Week 18 - Applications and Implications
- assignment
- Propose a final project masterpiece that integrates the range of units
covered,
- answering:
- What will it do?
- Who's done what beforehand?
- What will you design?
- What materials and components will be used?
- Where will come from?
- How much will they cost?
- What parts and systems will be made?
- What processes will be used?
- What questions need to be answered?
- How will it be evaluated?
- answering:
- Your project should incorporate 2D and 3D design,
- additive and subtractive fabrication processes,
- electronics design and production,
- embedded microcontroller interfacing and programming,
- system integration and packaging
- Where possible, you should make rather than buy
- the parts of your project
- Projects can be separate or joint, but need to show individual
- mastery of the skills, and be independently operable
- Propose a final project masterpiece that integrates the range of units
covered,
What will it do? This project is a smart glasses kit that can be attached to a regular pair of glasses to provide intelligent features. It supports voice interaction and visual understanding. Example use cases include:
- Asking “What’s the weather like today?” and receiving a spoken response.
- Asking “What’s in front of me?” and getting a description of the scene.
Who’s done what beforehand? Commercial smart glasses like Google Glass and Meta Ray-Ban provide integrated AR features, but are often expensive and closed-source. This project aims to create a low-cost, open-source alternative focused on voice and vision capabilities, especially tailored for prototyping and educational use.
This project is based on the xiaozhi-esp32
platform. On top of this foundation, I made the following key contributions:
- Hardware Driver Integration: I developed and integrated drivers for the custom hardware modules I designed.
- Hardware Adaptation: I adapted the system to ensure compatibility with the newly designed hardware components.
- Image Recognition Functionality: I added support for image recognition, enabling the device to perform visual analysis.
These additions significantly extended the original functionality of xiaozhi-esp32
, making it more suitable for our smart glasses kit application.
What will you design?
- A custom PCB (SmartGlassesKit) with minimal components (one button and one LED) for control and feedback.
- A 3D printed enclosure that can be attached to various glasses frames.
- Integration of microphone, speaker, camera, display, and prism into a wearable form.
What materials and components will be used?

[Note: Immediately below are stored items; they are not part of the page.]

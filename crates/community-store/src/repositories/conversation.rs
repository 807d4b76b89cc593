//! Conversation repository

use tracing::instrument;

use community_core::entities::{Conversation, ConversationPatch};
use community_core::error::{DomainError, DomainResult};
use community_core::StorageAdapterExt;

use crate::{keys, SharedAdapter};

/// Repository for `Conversation` rows
#[derive(Clone)]
pub struct ConversationRepository {
    adapter: SharedAdapter,
}

impl ConversationRepository {
    /// Create a new ConversationRepository
    pub fn new(adapter: SharedAdapter) -> Self {
        Self { adapter }
    }

    fn load(&self) -> DomainResult<Vec<Conversation>> {
        self.adapter.read_collection(keys::CONVERSATIONS)
    }

    fn store(&self, rows: &[Conversation]) -> DomainResult<()> {
        self.adapter.write_collection(keys::CONVERSATIONS, rows)
    }

    #[instrument(skip(self))]
    pub fn list(&self) -> DomainResult<Vec<Conversation>> {
        self.load()
    }

    #[instrument(skip(self))]
    pub fn find(&self, id: &str) -> DomainResult<Option<Conversation>> {
        Ok(self.load()?.into_iter().find(|c| c.id == id))
    }

    /// All conversations the user participates in, regardless of archive state
    #[instrument(skip(self))]
    pub fn for_participant(&self, user_id: &str) -> DomainResult<Vec<Conversation>> {
        Ok(self
            .load()?
            .into_iter()
            .filter(|c| c.has_participant(user_id))
            .collect())
    }

    /// The existing direct conversation between two users, if any
    #[instrument(skip(self))]
    pub fn find_direct_between(
        &self,
        user_a: &str,
        user_b: &str,
    ) -> DomainResult<Option<Conversation>> {
        Ok(self
            .load()?
            .into_iter()
            .find(|c| c.is_direct_between(user_a, user_b)))
    }

    #[instrument(skip(self, conversation))]
    pub fn add(&self, conversation: Conversation) -> DomainResult<()> {
        let mut rows = self.load()?;
        rows.push(conversation);
        self.store(&rows)
    }

    #[instrument(skip(self, patch))]
    pub fn update(&self, id: &str, patch: ConversationPatch) -> DomainResult<Conversation> {
        let mut rows = self.load()?;
        let conversation = rows
            .iter_mut()
            .find(|c| c.id == id)
            .ok_or_else(|| DomainError::ConversationNotFound(id.to_string()))?;
        conversation.apply(patch);
        let updated = conversation.clone();
        self.store(&rows)?;
        Ok(updated)
    }

    /// Write back a conversation mutated in place (unread counts, last message)
    #[instrument(skip(self, conversation))]
    pub fn save(&self, conversation: &Conversation) -> DomainResult<()> {
        let mut rows = self.load()?;
        let slot = rows
            .iter_mut()
            .find(|c| c.id == conversation.id)
            .ok_or_else(|| DomainError::ConversationNotFound(conversation.id.clone()))?;
        *slot = conversation.clone();
        self.store(&rows)
    }

    /// Flip the archive flag, returning the updated record
    #[instrument(skip(self))]
    pub fn set_archived(&self, id: &str, archived: bool) -> DomainResult<Conversation> {
        let mut rows = self.load()?;
        let conversation = rows
            .iter_mut()
            .find(|c| c.id == id)
            .ok_or_else(|| DomainError::ConversationNotFound(id.to_string()))?;
        conversation.is_archived = archived;
        let updated = conversation.clone();
        self.store(&rows)?;
        Ok(updated)
    }

    #[instrument(skip(self))]
    pub fn remove(&self, id: &str) -> DomainResult<()> {
        let mut rows = self.load()?;
        let before = rows.len();
        rows.retain(|c| c.id != id);
        if rows.len() == before {
            return Err(DomainError::ConversationNotFound(id.to_string()));
        }
        self.store(&rows)
    }
}
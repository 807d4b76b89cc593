//! RSVP repository
//!
//! RSVPs are unique per `(event_id, user_id)`; re-RSVPing replaces the
//! prior response. Every change recomputes the event's attendee count.

use tracing::instrument;

use community_core::entities::EventRsvp;
use community_core::error::{DomainError, DomainResult};
use community_core::StorageAdapterExt;

use crate::{integrity, keys, SharedAdapter};

/// Repository for `EventRsvp` rows
#[derive(Clone)]
pub struct RsvpRepository {
    adapter: SharedAdapter,
}

impl RsvpRepository {
    /// Create a new RsvpRepository
    pub fn new(adapter: SharedAdapter) -> Self {
        Self { adapter }
    }

    fn load(&self) -> DomainResult<Vec<EventRsvp>> {
        self.adapter.read_collection(keys::EVENT_RSVPS)
    }

    fn store(&self, rows: &[EventRsvp]) -> DomainResult<()> {
        self.adapter.write_collection(keys::EVENT_RSVPS, rows)
    }

    #[instrument(skip(self))]
    pub fn list(&self) -> DomainResult<Vec<EventRsvp>> {
        self.load()
    }

    #[instrument(skip(self))]
    pub fn find(&self, event_id: &str, user_id: &str) -> DomainResult<Option<EventRsvp>> {
        Ok(self
            .load()?
            .into_iter()
            .find(|r| r.event_id == event_id && r.user_id == user_id))
    }

    #[instrument(skip(self))]
    pub fn list_by_event(&self, event_id: &str) -> DomainResult<Vec<EventRsvp>> {
        Ok(self
            .load()?
            .into_iter()
            .filter(|r| r.event_id == event_id)
            .collect())
    }

    /// Insert the RSVP, replacing any prior response for `(event, user)`
    #[instrument(skip(self, rsvp))]
    pub fn upsert(&self, rsvp: EventRsvp) -> DomainResult<()> {
        let event_id = rsvp.event_id.clone();
        let mut rows = self.load()?;
        rows.retain(|r| !(r.event_id == rsvp.event_id && r.user_id == rsvp.user_id));
        rows.push(rsvp);
        self.store(&rows)?;
        integrity::recompute_attendee_count(self.adapter.as_ref(), &event_id)
    }

    #[instrument(skip(self))]
    pub fn remove(&self, event_id: &str, user_id: &str) -> DomainResult<()> {
        let mut rows = self.load()?;
        let before = rows.len();
        rows.retain(|r| !(r.event_id == event_id && r.user_id == user_id));
        if rows.len() == before {
            return Err(DomainError::RsvpNotFound);
        }
        self.store(&rows)?;
        integrity::recompute_attendee_count(self.adapter.as_ref(), event_id)
    }
}
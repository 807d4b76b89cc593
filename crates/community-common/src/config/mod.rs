//! Configuration structs

mod store_config;

pub use store_config::{AdapterBackend, ConfigError, StorageConfig, StoreConfig};
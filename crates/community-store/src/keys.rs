//! Collection key names
//!
//! One key per entity kind, each holding that kind's full ordered list.

pub const USERS: &str = "users";
pub const PETS: &str = "pets";
pub const POSTS: &str = "posts";
pub const COMMENTS: &str = "comments";
pub const GROUPS: &str = "groups";
pub const GROUP_MEMBERS: &str = "group_members";
pub const GROUP_TOPICS: &str = "group_topics";
pub const GROUP_POLLS: &str = "group_polls";
pub const POLL_VOTES: &str = "poll_votes";
pub const GROUP_EVENTS: &str = "group_events";
pub const EVENT_RSVPS: &str = "event_rsvps";
pub const GROUP_RESOURCES: &str = "group_resources";
pub const GROUP_ACTIVITIES: &str = "group_activities";
pub const GROUP_WARNINGS: &str = "group_warnings";
pub const GROUP_BANS: &str = "group_bans";
pub const MODERATION_ACTIONS: &str = "moderation_actions";
pub const CONVERSATIONS: &str = "conversations";
pub const DIRECT_MESSAGES: &str = "direct_messages";
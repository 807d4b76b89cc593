//! Poll repository
//!
//! Tallies on the stored poll are derived; only the integrity layer writes
//! them, and the patch type carries no tally fields.

use tracing::instrument;

use community_core::entities::{GroupPoll, GroupPollPatch};
use community_core::error::{DomainError, DomainResult};
use community_core::StorageAdapterExt;

use crate::{keys, SharedAdapter};

/// Repository for `GroupPoll` rows
#[derive(Clone)]
pub struct PollRepository {
    adapter: SharedAdapter,
}

impl PollRepository {
    /// Create a new PollRepository
    pub fn new(adapter: SharedAdapter) -> Self {
        Self { adapter }
    }

    fn load(&self) -> DomainResult<Vec<GroupPoll>> {
        self.adapter.read_collection(keys::GROUP_POLLS)
    }

    fn store(&self, rows: &[GroupPoll]) -> DomainResult<()> {
        self.adapter.write_collection(keys::GROUP_POLLS, rows)
    }

    #[instrument(skip(self))]
    pub fn list(&self) -> DomainResult<Vec<GroupPoll>> {
        self.load()
    }

    #[instrument(skip(self))]
    pub fn find(&self, id: &str) -> DomainResult<Option<GroupPoll>> {
        Ok(self.load()?.into_iter().find(|p| p.id == id))
    }

    #[instrument(skip(self))]
    pub fn list_by_group(&self, group_id: &str) -> DomainResult<Vec<GroupPoll>> {
        Ok(self
            .load()?
            .into_iter()
            .filter(|p| p.group_id == group_id)
            .collect())
    }

    #[instrument(skip(self, poll))]
    pub fn add(&self, poll: GroupPoll) -> DomainResult<()> {
        let mut rows = self.load()?;
        rows.push(poll);
        self.store(&rows)
    }

    #[instrument(skip(self, patch))]
    pub fn update(&self, id: &str, patch: GroupPollPatch) -> DomainResult<GroupPoll> {
        let mut rows = self.load()?;
        let poll = rows
            .iter_mut()
            .find(|p| p.id == id)
            .ok_or_else(|| DomainError::PollNotFound(id.to_string()))?;
        poll.apply(patch);
        let updated = poll.clone();
        self.store(&rows)?;
        Ok(updated)
    }

    #[instrument(skip(self))]
    pub fn remove(&self, id: &str) -> DomainResult<()> {
        let mut rows = self.load()?;
        let before = rows.len();
        rows.retain(|p| p.id != id);
        if rows.len() == before {
            return Err(DomainError::PollNotFound(id.to_string()));
        }
        self.store(&rows)
    }
}
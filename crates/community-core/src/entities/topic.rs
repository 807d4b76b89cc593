//! Topic entity - a discussion thread inside a group
//!
//! One level of threading: a topic with a `parent_topic_id` is a reply to a
//! root topic, never to another reply.

use chrono::{DateTime, Utc};
use serde::{Deserialize, Serialize};

/// Group topic entity
#[derive(Debug, Clone, PartialEq, Serialize, Deserialize)]
#[serde(rename_all = "camelCase")]
pub struct GroupTopic {
    pub id: String,
    pub group_id: String,
    #[serde(skip_serializing_if = "Option::is_none")]
    pub parent_topic_id: Option<String>,
    pub author_id: String,
    pub title: String,
    pub body: String,
    pub created_at: DateTime<Utc>,
    pub updated_at: DateTime<Utc>,
}

impl GroupTopic {
    /// Create a new root topic
    pub fn new(
        id: impl Into<String>,
        group_id: impl Into<String>,
        author_id: impl Into<String>,
        title: impl Into<String>,
        body: impl Into<String>,
    ) -> Self {
        let now = Utc::now();
        Self {
            id: id.into(),
            group_id: group_id.into(),
            parent_topic_id: None,
            author_id: author_id.into(),
            title: title.into(),
            body: body.into(),
            created_at: now,
            updated_at: now,
        }
    }

    /// Create a reply to an existing topic
    pub fn reply(
        id: impl Into<String>,
        group_id: impl Into<String>,
        parent_topic_id: impl Into<String>,
        author_id: impl Into<String>,
        title: impl Into<String>,
        body: impl Into<String>,
    ) -> Self {
        let mut topic = Self::new(id, group_id, author_id, title, body);
        topic.parent_topic_id = Some(parent_topic_id.into());
        topic
    }

    #[inline]
    pub fn is_reply(&self) -> bool {
        self.parent_topic_id.is_some()
    }

    /// Apply a partial update, bumping `updated_at`
    pub fn apply(&mut self, patch: GroupTopicPatch) {
        if let Some(title) = patch.title {
            self.title = title;
        }
        if let Some(body) = patch.body {
            self.body = body;
        }
        self.updated_at = Utc::now();
    }
}

/// Partial update for a GroupTopic
#[derive(Debug, Clone, Default)]
pub struct GroupTopicPatch {
    pub title: Option<String>,
    pub body: Option<String>,
}
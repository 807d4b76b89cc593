//! Event entities - group events and RSVPs
//!
//! `attendee_count` is derived from the RSVP rows with status `going` and
//! recomputed on every RSVP change. An RSVP is unique per
//! `(event_id, user_id)`; re-RSVPing replaces the prior response.

use chrono::{DateTime, Utc};
use serde::{Deserialize, Serialize};

/// RSVP response status
#[derive(Debug, Clone, Copy, PartialEq, Eq, Serialize, Deserialize)]
#[serde(rename_all = "snake_case")]
pub enum RsvpStatus {
    Going,
    Maybe,
    NotGoing,
}

/// Group event entity
#[derive(Debug, Clone, PartialEq, Serialize, Deserialize)]
#[serde(rename_all = "camelCase")]
pub struct GroupEvent {
    pub id: String,
    pub group_id: String,
    pub title: String,
    pub description: String,
    #[serde(skip_serializing_if = "Option::is_none")]
    pub location: Option<String>,
    pub start_date: DateTime<Utc>,
    #[serde(skip_serializing_if = "Option::is_none")]
    pub end_date: Option<DateTime<Utc>>,
    pub attendee_count: u32,
    pub created_at: DateTime<Utc>,
    pub updated_at: DateTime<Utc>,
}

impl GroupEvent {
    pub fn new(
        id: impl Into<String>,
        group_id: impl Into<String>,
        title: impl Into<String>,
        start_date: DateTime<Utc>,
    ) -> Self {
        let now = Utc::now();
        Self {
            id: id.into(),
            group_id: group_id.into(),
            title: title.into(),
            description: String::new(),
            location: None,
            start_date,
            end_date: None,
            attendee_count: 0,
            created_at: now,
            updated_at: now,
        }
    }

    /// Apply a partial update, bumping `updated_at`
    pub fn apply(&mut self, patch: GroupEventPatch) {
        if let Some(title) = patch.title {
            self.title = title;
        }
        if let Some(description) = patch.description {
            self.description = description;
        }
        if let Some(location) = patch.location {
            self.location = location;
        }
        if let Some(start_date) = patch.start_date {
            self.start_date = start_date;
        }
        if let Some(end_date) = patch.end_date {
            self.end_date = end_date;
        }
        self.updated_at = Utc::now();
    }
}

/// Partial update for a GroupEvent; `attendee_count` is derived and absent
#[derive(Debug, Clone, Default)]
pub struct GroupEventPatch {
    pub title: Option<String>,
    pub description: Option<String>,
    pub location: Option<Option<String>>,
    pub start_date: Option<DateTime<Utc>>,
    pub end_date: Option<Option<DateTime<Utc>>>,
}

/// One user's RSVP to an event, unique per `(event_id, user_id)`
#[derive(Debug, Clone, PartialEq, Serialize, Deserialize)]
#[serde(rename_all = "camelCase")]
pub struct EventRsvp {
    pub event_id: String,
    pub user_id: String,
    pub status: RsvpStatus,
    pub responded_at: DateTime<Utc>,
}

impl EventRsvp {
    pub fn new(
        event_id: impl Into<String>,
        user_id: impl Into<String>,
        status: RsvpStatus,
    ) -> Self {
        Self {
            event_id: event_id.into(),
            user_id: user_id.into(),
            status,
            responded_at: Utc::now(),
        }
    }

    /// Whether this response counts toward the attendee tally
    #[inline]
    pub fn is_going(&self) -> bool {
        self.status == RsvpStatus::Going
    }
}
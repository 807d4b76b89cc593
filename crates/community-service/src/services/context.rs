//! Store context - dependency container for services
//!
//! Holds every repository over one shared storage adapter, the id
//! generator, and the optional cache-invalidation hook. The adapter is an
//! explicit constructor argument, so tests inject an in-memory adapter
//! instead of reaching through module-level state.

use std::sync::Arc;

use community_core::IdGenerator;
use community_store::{
    ActivityRepository, BanRepository, CommentRepository, ConversationRepository,
    EventRepository, GroupRepository, MemberRepository, MessageRepository,
    ModerationActionRepository, PetRepository, PollRepository, PollVoteRepository,
    PostRepository, ResourceRepository, RsvpRepository, SharedAdapter, TopicRepository,
    UserRepository, WarningRepository,
};

/// Zero-argument notification fired after group/post mutations, consumed
/// by an external caching layer
pub type InvalidationHook = Arc<dyn Fn() + Send + Sync>;

/// Service context containing all dependencies
///
/// The store assumes a single logical writer: each multi-step operation
/// (ban + unmember, vote replace + recompute, member add + counter bump)
/// completes fully before the next begins. A concurrent port must scope a
/// lock or transaction to the affected group, poll, or event.
#[derive(Clone)]
pub struct StoreContext {
    adapter: SharedAdapter,

    // Repositories
    users: UserRepository,
    pets: PetRepository,
    posts: PostRepository,
    comments: CommentRepository,
    groups: GroupRepository,
    members: MemberRepository,
    topics: TopicRepository,
    polls: PollRepository,
    poll_votes: PollVoteRepository,
    events: EventRepository,
    rsvps: RsvpRepository,
    resources: ResourceRepository,
    activities: ActivityRepository,
    warnings: WarningRepository,
    bans: BanRepository,
    moderation_actions: ModerationActionRepository,
    conversations: ConversationRepository,
    messages: MessageRepository,

    // Services
    id_generator: IdGenerator,
    invalidation_hook: Option<InvalidationHook>,
}

impl StoreContext {
    /// Create a context with every repository bound to `adapter`
    pub fn new(adapter: SharedAdapter) -> Self {
        Self {
            users: UserRepository::new(adapter.clone()),
            pets: PetRepository::new(adapter.clone()),
            posts: PostRepository::new(adapter.clone()),
            comments: CommentRepository::new(adapter.clone()),
            groups: GroupRepository::new(adapter.clone()),
            members: MemberRepository::new(adapter.clone()),
            topics: TopicRepository::new(adapter.clone()),
            polls: PollRepository::new(adapter.clone()),
            poll_votes: PollVoteRepository::new(adapter.clone()),
            events: EventRepository::new(adapter.clone()),
            rsvps: RsvpRepository::new(adapter.clone()),
            resources: ResourceRepository::new(adapter.clone()),
            activities: ActivityRepository::new(adapter.clone()),
            warnings: WarningRepository::new(adapter.clone()),
            bans: BanRepository::new(adapter.clone()),
            moderation_actions: ModerationActionRepository::new(adapter.clone()),
            conversations: ConversationRepository::new(adapter.clone()),
            messages: MessageRepository::new(adapter.clone()),
            adapter,
            id_generator: IdGenerator::new(),
            invalidation_hook: None,
        }
    }

    /// Attach a cache-invalidation hook fired after group/post mutations
    #[must_use]
    pub fn with_invalidation_hook(mut self, hook: InvalidationHook) -> Self {
        self.invalidation_hook = Some(hook);
        self
    }

    /// Get the shared storage adapter
    pub fn adapter(&self) -> &SharedAdapter {
        &self.adapter
    }

    // === Repositories ===

    pub fn users(&self) -> &UserRepository {
        &self.users
    }

    pub fn pets(&self) -> &PetRepository {
        &self.pets
    }

    pub fn posts(&self) -> &PostRepository {
        &self.posts
    }

    pub fn comments(&self) -> &CommentRepository {
        &self.comments
    }

    pub fn groups(&self) -> &GroupRepository {
        &self.groups
    }

    pub fn members(&self) -> &MemberRepository {
        &self.members
    }

    pub fn topics(&self) -> &TopicRepository {
        &self.topics
    }

    pub fn polls(&self) -> &PollRepository {
        &self.polls
    }

    pub fn poll_votes(&self) -> &PollVoteRepository {
        &self.poll_votes
    }

    pub fn events(&self) -> &EventRepository {
        &self.events
    }

    pub fn rsvps(&self) -> &RsvpRepository {
        &self.rsvps
    }

    pub fn resources(&self) -> &ResourceRepository {
        &self.resources
    }

    pub fn activities(&self) -> &ActivityRepository {
        &self.activities
    }

    pub fn warnings(&self) -> &WarningRepository {
        &self.warnings
    }

    pub fn bans(&self) -> &BanRepository {
        &self.bans
    }

    pub fn moderation_actions(&self) -> &ModerationActionRepository {
        &self.moderation_actions
    }

    pub fn conversations(&self) -> &ConversationRepository {
        &self.conversations
    }

    pub fn messages(&self) -> &MessageRepository {
        &self.messages
    }

    // === Services ===

    /// Generate a new opaque id
    pub fn generate_id(&self) -> String {
        self.id_generator.generate()
    }

    /// Fire the cache-invalidation hook; a missing hook is a no-op and a
    /// write never fails on account of notification
    pub fn notify_invalidation(&self) {
        if let Some(hook) = &self.invalidation_hook {
            hook();
        }
    }
}

impl std::fmt::Debug for StoreContext {
    fn fmt(&self, f: &mut std::fmt::Formatter<'_>) -> std::fmt::Result {
        f.debug_struct("StoreContext")
            .field("adapter", &"SharedAdapter")
            .field("repositories", &"...")
            .field(
                "invalidation_hook",
                &self.invalidation_hook.as_ref().map(|_| "Fn()"),
            )
            .finish()
    }
}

- Microcontroller: XIAO ESP32S3 with Sense (camera + microphone) — $14.99
- Custom SmartGlassesKit PCB: ¥ 20 for 5 pieces
- GC9107 0.85” LCD: ¥ 29
- MAX98357 audio amplifier: ¥ 10
- Speaker: ¥ 5
- LED x5: ¥ 5
- Button x5: ¥ 5
- Beam splitter prism: ¥ 20
- Lion battery: ¥ 10
- Enclosure: 3D printed using PLA/TPU
Where will they come from?
- Most electronic components will be sourced from local Chinese electronics markets or online platforms like Taobao.
- The 3D printed parts will be fabricated in-house using a personal or FabLab 3D printer.
How much will they cost? Approximate total cost (for one unit):
- XIAO ESP32S3 + Sense: $14.99
- PCB and components: ¥ 35
- LCD: ¥ 29
- Audio and speaker: ¥ 15
- Prism: ¥ 20
- Enclosure (3D printed): negligible material cost Total: around $30–35
What parts and systems will be made?
- A custom PCB (SmartGlassesKit)
- A 3D printed enclosure
- Full system integration of voice capture, camera input, audio output, display, and control logic.
What processes will be used?
- 2D design (GIMP)
- 3D design (FreeCAD)
- PCB design (JLC PCB)
- 3D printing (additive manufacturing)
- Soldering and electronics assembly
- Embedded programming (ESP-IDF or Arduino)
- Application development (Python)
- System integration and testing
What questions need to be answered?
- How to optimize latency and performance between the device and server?
- How to ensure a comfortable and stable fit on various glasses frames?
- How to manage power and battery life in a compact wearable form?
How will it be evaluated?
- The device should independently perform speech recognition (STT), query processing, and TTS response.
- It should capture an image and describe the scene when asked.
- All components should work in an integrated, wearable form factor.
- The system should be reproducible and documented.